Day 1 felt very foreign and I didn’t know what to do with myself. On day 2, I took myself out for coffee with my laptop. I decided to finally launch a passion project that had been on my mind for weeks. All of the fear I had felt about being a first time entrepreneur now seemed way less scary after this mental health crisis. The concept was centred around my favourite thing in the world: food. I had read about the underground market in San Francisco and felt that Toronto needed its own. That day I created a blog, a Facebook page and a Twitter account for TUM. At the time my ex-husband Andrew Richmond & I had already started the concept of La Carnita pop-ups with the other partner but I wanted to do something to help push it to the next level. After years of working in restaurants and now experiencing the struggle to start our own restaurant concept it became clear that this was a challenge that all food entrepreneurs face. Everyone has the drive, an idea and willpower but maybe not all the experience, knowledge or capital.
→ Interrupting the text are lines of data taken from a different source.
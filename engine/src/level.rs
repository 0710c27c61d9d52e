//! Dungeon levels and their per-tile entity index.

use std::fmt;

use serde::{Deserialize, Serialize};
use util::{Array2d, AsciiMap, Grid};

use crate::{prelude::*, Error};

/// Index of a level in the runtime's level arena, zero is the top level.
#[derive(
    Copy,
    Clone,
    Eq,
    PartialEq,
    Ord,
    PartialOrd,
    Hash,
    Default,
    Debug,
    Serialize,
    Deserialize,
)]
pub struct LevelId(pub(crate) usize);

impl LevelId {
    pub fn depth(&self) -> usize {
        self.0
    }
}

impl fmt::Display for LevelId {
    fn fmt(&self, f: &mut fmt::Formatter<'_>) -> fmt::Result {
        write!(f, "level {}", self.0 + 1)
    }
}

/// One floor of the dungeon.
///
/// Terrain and the links to the neighboring levels are fixed when the level
/// is created. Entities are indexed by tile, the per-tile lists keep arrival
/// order and are dropped when they become empty.
pub struct DungeonLevel {
    id: LevelId,
    terrain: Array2d<Terrain>,
    occupants: HashMap<IVec2, Vec<Entity>>,
    previous: Option<LevelId>,
    next: Option<LevelId>,
}

impl DungeonLevel {
    pub(crate) fn new(
        id: LevelId,
        terrain: Array2d<Terrain>,
        previous: Option<LevelId>,
        next: Option<LevelId>,
    ) -> Self {
        DungeonLevel {
            id,
            terrain,
            occupants: Default::default(),
            previous,
            next,
        }
    }

    pub fn id(&self) -> LevelId {
        self.id
    }

    /// Level above this one.
    pub fn previous(&self) -> Option<LevelId> {
        self.previous
    }

    /// Level below this one.
    pub fn next(&self) -> Option<LevelId> {
        self.next
    }

    pub fn grid(&self) -> Grid {
        self.terrain.grid()
    }

    pub fn width(&self) -> i32 {
        self.grid().width()
    }

    pub fn height(&self) -> i32 {
        self.grid().height()
    }

    pub fn within_bounds(&self, p: IVec2) -> bool {
        self.terrain.contains(p)
    }

    /// Terrain at a position inside the level.
    ///
    /// Panics when `p` is out of bounds, use `try_terrain_at` for positions
    /// that haven't been checked.
    pub fn terrain_at(&self, p: IVec2) -> Terrain {
        match self.try_terrain_at(p) {
            Ok(t) => t,
            Err(e) => panic!("DungeonLevel::terrain_at: {e}"),
        }
    }

    pub fn try_terrain_at(&self, p: IVec2) -> Result<Terrain, Error> {
        self.terrain.get(p).copied().ok_or(Error::OutOfBounds(p))
    }

    /// Entities on a tile in arrival order.
    pub fn occupants(&self, p: IVec2) -> &[Entity] {
        self.occupants.get(&p).map_or(&[], |v| v.as_slice())
    }

    /// Snapshot of the entities on a tile, safe to hold while the level
    /// changes.
    pub fn entities_at(&self, p: IVec2) -> Vec<Entity> {
        self.occupants(p).to_vec()
    }

    /// Iterate all entities on the level in no particular order.
    pub fn entities(&self) -> impl Iterator<Item = Entity> + '_ {
        self.occupants.values().flatten().copied()
    }

    /// Iterate occupied tiles in no particular order.
    pub fn occupied_tiles(&self) -> impl Iterator<Item = IVec2> + '_ {
        self.occupants.keys().copied()
    }

    /// Iterate positions of a terrain type in row-major order.
    pub fn find_terrain(
        &self,
        terrain: Terrain,
    ) -> impl Iterator<Item = IVec2> + '_ {
        self.terrain
            .iter()
            .filter(move |(_, &t)| t == terrain)
            .map(|(p, _)| p)
    }

    pub(crate) fn insert(&mut self, e: Entity, p: IVec2) {
        assert!(
            self.within_bounds(p),
            "DungeonLevel::insert: {}",
            Error::OutOfBounds(p)
        );
        self.occupants.entry(p).or_default().push(e);
    }

    pub(crate) fn remove(&mut self, e: Entity, p: IVec2) -> bool {
        let Some(list) = self.occupants.get_mut(&p) else {
            return false;
        };
        let Some(idx) = list.iter().position(|&a| a == e) else {
            return false;
        };
        list.remove(idx);
        if list.is_empty() {
            self.occupants.remove(&p);
        }
        true
    }

    /// Draw the bare terrain.
    pub fn terrain_map(&self) -> AsciiMap {
        AsciiMap::from_fn(self.grid().size(), |p| self.terrain[p].into())
    }
}

impl fov::Opacity for DungeonLevel {
    fn dimensions(&self) -> [i32; 2] {
        [self.width(), self.height()]
    }

    fn is_opaque(&self, [x, y]: [i32; 2]) -> bool {
        self.terrain[ivec2(x, y)].blocks_sight()
    }
}

#[cfg(test)]
mod test {
    use pretty_assertions::assert_eq;

    use super::*;
    use crate::mapgen::from_ascii;

    fn level() -> DungeonLevel {
        let terrain = from_ascii(
            "
            #####
            #.<.#
            #####",
        )
        .unwrap();
        DungeonLevel::new(LevelId(0), terrain, None, Some(LevelId(1)))
    }

    #[test]
    fn tile_lists() {
        let mut level = level();
        let p = ivec2(1, 1);
        level.insert(Entity(3), p);
        level.insert(Entity(1), p);
        level.insert(Entity(2), p);
        assert_eq!(level.entities_at(p), vec![Entity(3), Entity(1), Entity(2)]);

        assert!(level.remove(Entity(1), p));
        assert!(!level.remove(Entity(1), p));
        assert_eq!(level.occupants(p), &[Entity(3), Entity(2)]);

        level.remove(Entity(3), p);
        level.remove(Entity(2), p);
        assert!(level.occupants.is_empty());
        assert_eq!(level.entities().count(), 0);
    }

    #[test]
    fn terrain_lookup() {
        let level = level();
        assert_eq!(level.terrain_at(ivec2(2, 1)), Terrain::Upstairs);
        assert!(matches!(
            level.try_terrain_at(ivec2(5, 1)),
            Err(Error::OutOfBounds(_))
        ));
        assert_eq!(level.find_terrain(Terrain::Upstairs).collect::<Vec<_>>(), vec![ivec2(2, 1)]);
        assert_eq!(level.next(), Some(LevelId(1)));
        assert_eq!(level.previous(), None);
        assert_eq!(level.terrain_map().to_string(), "#####\n#.<.#\n#####");
    }

    #[test]
    #[should_panic]
    fn terrain_out_of_bounds() {
        level().terrain_at(ivec2(-1, 0));
    }
}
Within 48 hours I had dozens of media requests for interviews and hundreds of emails from people who wanted to participate. The rest is history in terms of what TUM became and what I was able to turn it into within a few months along with a volunteer army of incredible humans passionate about food. Meanwhile, I was healing from the rock bottom crisis I survived, facing my intense fear of having a spotlight on me and came to terms with my social anxiety. I got through that difficult time with lots of therapy, antidepressants, meditation, mindfulness workshops, yoga along with the love & support of amazing friends and family. 


Along with an incredible team, that Fall I brought to life the first event on September 24, 2011. We continued this almost monthly for 3 years. TUM transformed the food event culture in Toronto and helped launch dozens of careers and food businesses, many of which still exist today and remain successful. In the end something tremendous and beautiful was able to come from the darkest time in my life. It seems impossible but even in the deepest darkness comes light.”